The cocktail is the attention-grabber, but it is not the only change.

Breeze has also added new beverage partnerships across several categories, including:

  • Archer Roose canned wines
  • Still G.I.N by Dre and Snoop
  • Peet’s Coffee “Off the Grid” Colombian blend

That matters because it gives the menu more personality. Airlines increasingly understand that onboard food and drink are no longer just about necessity. They are about identity, especially for carriers that want to stand out without building a full legacy-style service model.

Breeze is clearly trying to make its onboard offering feel newer, more modern, and slightly more lifestyle-oriented than a traditional ULCC snack cart.

The Snack Offering Is Also More Curated

The refresh extends beyond drinks.

Breeze has also added a broader a-la-carte snack selection, including:

  • Albanese fruit gummies
  • Kettle sea salt chips
  • Cooper Street granola bakes
  • instant ramen
  • cheese trays
  • curated snack boxes

That may sound like a small detail, but it fits the airline’s wider model. Breeze has always tried to present itself as flexible and customizable rather than simply cheap. A wider menu reinforces that message. Passengers are not getting a full-service meal concept, but they are getting more ability to shape the experience to what they want.

Breeze Is Using The Menu To Reinforce What Makes It Different

This is the more interesting part of the story.

Breeze is not just refreshing snacks because the airline turned five. It is using the anniversary to underline the version of itself it wants passengers to remember. It does not want to be seen as just another low-cost airline selling a seat and little else. It wants to be seen as a carrier that still offers a little style, a little personality, and a more pleasant cabin experience even while keeping fares competitive.

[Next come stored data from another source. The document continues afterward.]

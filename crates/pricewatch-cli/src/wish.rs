//! `wish` subcommands: add and list wish-list entries.

use clap::Subcommand;

#[derive(Debug, Subcommand)]
pub enum WishCommands {
    /// Add a product to the wish list; the name is used as the search term
    Add {
        name: String,

        /// Reference link to the product
        #[arg(long)]
        url: Option<String>,

        /// Higher priorities are scraped first
        #[arg(long, default_value_t = 0)]
        priority: i32,
    },
    /// List the wish list in scrape order
    List,
}

/// # Errors
///
/// Returns an error if the name is blank or the database call fails.
pub(crate) async fn run_wish(pool: &sqlx::PgPool, command: WishCommands) -> anyhow::Result<()> {
    match command {
        WishCommands::Add {
            name,
            url,
            priority,
        } => {
            if name.trim().is_empty() {
                anyhow::bail!("wish item name must not be blank");
            }
            let row =
                pricewatch_db::insert_wish_item(pool, &name, url.as_deref(), priority).await?;
            println!("added wish item #{} \"{}\"", row.id, row.name);
        }
        WishCommands::List => {
            let rows = pricewatch_db::list_wish_items(pool).await?;
            if rows.is_empty() {
                println!("wish list is empty; add one with `wish add <name>`");
                return Ok(());
            }
            println!("{:<6}{:<10}{:<40}URL", "ID", "PRIORITY", "NAME");
            for row in &rows {
                println!(
                    "{:<6}{:<10}{:<40}{}",
                    row.id,
                    row.priority,
                    truncate(&row.name, 38),
                    row.url.as_deref().unwrap_or("-")
                );
            }
        }
    }
    Ok(())
}

pub(crate) fn truncate(s: &str, max_chars: usize) -> String {
    if s.chars().count() > max_chars {
        format!("{}...", s.chars().take(max_chars.saturating_sub(3)).collect::<String>())
    } else {
        s.to_string()
    }
}
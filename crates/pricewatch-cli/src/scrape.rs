//! `scrape` subcommand: run one orchestrator batch from the terminal.

use std::future::Future;
use std::sync::Arc;

use async_trait::async_trait;
use pricewatch_core::{
    AppConfig, HistoryEntry, HistoryError, HistorySink, ScrapeBatchResult, WishItem,
};
use pricewatch_db::ScrapeRunTotals;
use pricewatch_scraper::{BatchEvent, BatchNotifier};

/// What a `scrape` invocation should search for.
#[derive(Debug, Clone, PartialEq, Eq)]
pub(crate) enum ScrapeTarget {
    /// Every wish item, in priority order.
    All,
    /// A single stored wish item.
    Item(i64),
    /// A free-text term that is not on the wish list.
    Term(String),
}

/// Id given to the synthetic wish item built for `--term`.
const AD_HOC_ITEM_ID: i64 = 0;

/// Prints batch milestones to stdout.
struct ConsoleNotifier;

impl BatchNotifier for ConsoleNotifier {
    fn notify(&self, event: &BatchEvent) {
        match event {
            BatchEvent::Started { items } => println!("scraping {items} wish item(s)..."),
            BatchEvent::Succeeded { offers } => println!("batch finished: {offers} offers found"),
            BatchEvent::Failed { message } => eprintln!("batch failed: {message}"),
        }
    }
}

/// Sink for dry runs and ad hoc terms: logs observations instead of storing
/// them.
struct LogOnlySink;

#[async_trait]
impl HistorySink for LogOnlySink {
    async fn append(&self, entry: &HistoryEntry) -> Result<(), HistoryError> {
        tracing::info!(
            wish_item_id = entry.wish_item_id,
            site = %entry.site,
            price = %entry.price,
            url = %entry.url_offer,
            "offer (not stored)"
        );
        Ok(())
    }
}

/// Run a scrape batch.
///
/// Persisted runs are tracked in `scrape_runs`; when setup fails after the
/// run row exists the run is marked `failed` before the error is returned.
///
/// # Errors
///
/// Returns an error if the wish list cannot be loaded, the run cannot be
/// tracked, or the scraper cannot be built.
pub(crate) async fn run_scrape(
    config: &AppConfig,
    target: ScrapeTarget,
    dry_run: bool,
) -> anyhow::Result<()> {
    if let ScrapeTarget::Term(term) = target {
        let term = term.trim();
        if term.is_empty() {
            anyhow::bail!("--term must not be blank");
        }
        let items = vec![WishItem::new(AD_HOC_ITEM_ID, term)];
        let batch = run_unstored(config, &items).await?;
        print_summary(&batch);
        return Ok(());
    }

    let pool = crate::connect(config).await?;
    let items = load_items(&pool, &target).await?;
    if items.is_empty() {
        println!("wish list is empty; add one with `wish add <name>`");
        return Ok(());
    }

    if dry_run {
        println!("dry run: prices will not be stored");
        let batch = run_unstored(config, &items).await?;
        print_summary(&batch);
        return Ok(());
    }

    let run = pricewatch_db::create_scrape_run(&pool, "cli").await?;
    if let Err(err) = pricewatch_db::start_scrape_run(&pool, run.id).await {
        fail_run_best_effort(&pool, run.id, format!("{err:#}")).await;
        return Err(err.into());
    }

    let sink = Arc::new(pricewatch_db::PgHistorySink::for_run(pool.clone(), run.id));
    let orchestrator = match pricewatch_scraper::build_orchestrator(config, sink) {
        Ok(orchestrator) => orchestrator.with_notifier(Arc::new(ConsoleNotifier)),
        Err(err) => {
            fail_run_best_effort(&pool, run.id, format!("{err:#}")).await;
            return Err(err.into());
        }
    };

    let batch = orchestrator.run(&items).await;
    let finish = pricewatch_db::finish_scrape_run(&pool, run.id, &batch);
    let totals = settle_run(&pool, run.id, finish).await?;
    tracing::info!(
        run_id = run.id,
        public_id = %run.public_id,
        items = totals.items_processed,
        offers = totals.offers_found,
        failures = totals.failures_count,
        "scrape run completed"
    );
    print_summary(&batch);
    Ok(())
}

async fn load_items(pool: &sqlx::PgPool, target: &ScrapeTarget) -> anyhow::Result<Vec<WishItem>> {
    let items = match target {
        ScrapeTarget::Item(id) => vec![pricewatch_db::get_wish_item(pool, *id)
            .await?
            .to_wish_item()],
        ScrapeTarget::All | ScrapeTarget::Term(_) => pricewatch_db::list_wish_items(pool)
            .await?
            .iter()
            .map(pricewatch_db::WishItemRow::to_wish_item)
            .collect(),
    };
    Ok(items)
}

async fn run_unstored(
    config: &AppConfig,
    items: &[WishItem],
) -> anyhow::Result<ScrapeBatchResult> {
    let orchestrator = pricewatch_scraper::build_orchestrator(config, Arc::new(LogOnlySink))?
        .with_notifier(Arc::new(ConsoleNotifier));
    Ok(orchestrator.run(items).await)
}

fn print_summary(batch: &ScrapeBatchResult) {
    for line in summary_lines(batch) {
        println!("{line}");
    }
}

/// Per-item table followed by the batch total.
pub(crate) fn summary_lines(batch: &ScrapeBatchResult) -> Vec<String> {
    let mut lines = Vec::with_capacity(batch.len() + 2);
    lines.push(format!("{:<40}{:>8}  FAILURES", "ITEM", "OFFERS"));
    for item in &batch.items {
        let failures = if item.failures.is_empty() {
            "-".to_string()
        } else {
            item.failures
                .iter()
                .map(|f| format!("{}:{}", f.site, f.kind))
                .collect::<Vec<_>>()
                .join(", ")
        };
        lines.push(format!(
            "{:<40}{:>8}  {}",
            crate::wish::truncate(&item.wish_item.search_term, 38),
            item.offers.len(),
            failures
        ));
    }
    lines.push(format!("{} offers found", batch.total_offers));
    lines
}

/// Awaits the write that completes a run. When it fails the run is marked
/// failed before the error is returned, so it never stays `running`.
pub(crate) async fn settle_run<F>(
    pool: &sqlx::PgPool,
    run_id: i64,
    finish: F,
) -> anyhow::Result<ScrapeRunTotals>
where
    F: Future<Output = Result<ScrapeRunTotals, pricewatch_db::DbError>>,
{
    match finish.await {
        Ok(totals) => Ok(totals),
        Err(err) => {
            fail_run_best_effort(pool, run_id, format!("{err:#}")).await;
            Err(err.into())
        }
    }
}

/// Attempt to mark a scrape run as failed, logging any secondary error.
async fn fail_run_best_effort(pool: &sqlx::PgPool, run_id: i64, message: String) {
    if let Err(mark_err) = pricewatch_db::fail_scrape_run(pool, run_id, &message).await {
        tracing::error!(
            run_id,
            error = %mark_err,
            "failed to mark scrape run as failed"
        );
    }
}
//! Browser-driven offer scraping for Brazilian storefronts.
//!
//! Layers, bottom-up: price and text normalization, selector-driven
//! extraction, browser sessions, per-site adapters with failure
//! classification and diagnostics, and the batch orchestrator that feeds a
//! [`pricewatch_core::HistorySink`].

pub mod adapter;
pub mod diagnostics;
pub mod error;
pub mod extract;
pub mod normalize;
pub mod notify;
pub mod orchestrator;
pub mod price;
pub mod session;
pub mod sites;
pub mod soft_block;

pub use adapter::{build_adapters, BrowserSiteAdapter, SearchSettings, SiteAdapter};
pub use diagnostics::DiagnosticsCapture;
pub use error::ScraperError;
pub use extract::{extract_page, ExtractionRules, PageExtraction};
pub use notify::{BatchEvent, BatchNotifier, LogNotifier};
pub use orchestrator::ScrapeOrchestrator;
pub use price::parse_brl_price;
pub use session::{
    BrowserSession, BrowserSettings, ChromiumSession, ChromiumSessionFactory, SessionFactory,
    WaitCondition,
};
pub use sites::SiteProfile;
pub use soft_block::{MarkerDetector, SoftBlockDetector};

use std::sync::Arc;

use pricewatch_core::{AppConfig, HistorySink};

/// Wires the production pipeline from configuration: Chromium sessions,
/// every site adapter, diagnostics, and the orchestrator.
///
/// # Errors
///
/// Returns [`ScraperError`] if a built-in site profile fails to build.
pub fn build_orchestrator(
    config: &AppConfig,
    sink: Arc<dyn HistorySink>,
) -> Result<ScrapeOrchestrator, ScraperError> {
    let sessions = Arc::new(ChromiumSessionFactory::new(BrowserSettings::from_app_config(
        config,
    )));
    let diagnostics = if config.diagnostics_enabled {
        DiagnosticsCapture::new(config.diagnostics_dir.clone())
    } else {
        DiagnosticsCapture::disabled()
    };
    let adapters = build_adapters(
        sessions,
        &diagnostics,
        SearchSettings::from_app_config(config),
    )?;

    Ok(ScrapeOrchestrator::new(adapters, sink)
        .with_max_concurrent_items(config.scraper_max_concurrent_items))
}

That is why menu changes matter more for Breeze than they might for a much larger network airline.

The Timing Fits A Bigger Growth Moment

The anniversary comes at a time when Breeze is also trying to establish itself more clearly in the U.S. leisure market.

The airline has continued to grow its Airbus A220 fleet, expand into more underserved city pairs, and step into some of the space left behind by weaker competitors. It has also been leaning more visibly into its own product identity rather than just talking about routes and fares.

Against that backdrop, an onboard refresh makes strategic sense. It complements the message Breeze has been trying to push for years: low-cost does not have to mean joyless.

Five Years In, Breeze Still Feels Like A Work In Progress — In A Good Way

Breeze officially began flying on May 27, 2021, after being founded earlier as Moxy Airways. In airline terms, five years is still young. That means the company is still shaping its public identity, still evolving its model, and still deciding what parts of the product are worth investing in to differentiate itself.

This menu refresh is one of those choices.

It is not transformational on its own, but it does show an airline still actively building its brand rather than settling into a purely transactional role.

Bottom Line

Breeze Airways’ new onboard drinks and snacks are a small but telling update. The new Island Breeze cocktail, added beverage partners, and broader snack lineup all reinforce the airline’s effort to make itself feel more curated and more enjoyable than a typical ultra-low-cost carrier.

For passengers, it means a somewhat better and more interesting onboard menu. For Breeze, it means something more valuable: another chance to prove that five years in, it is still trying to define a version of low-cost flying that feels a little less low-effort.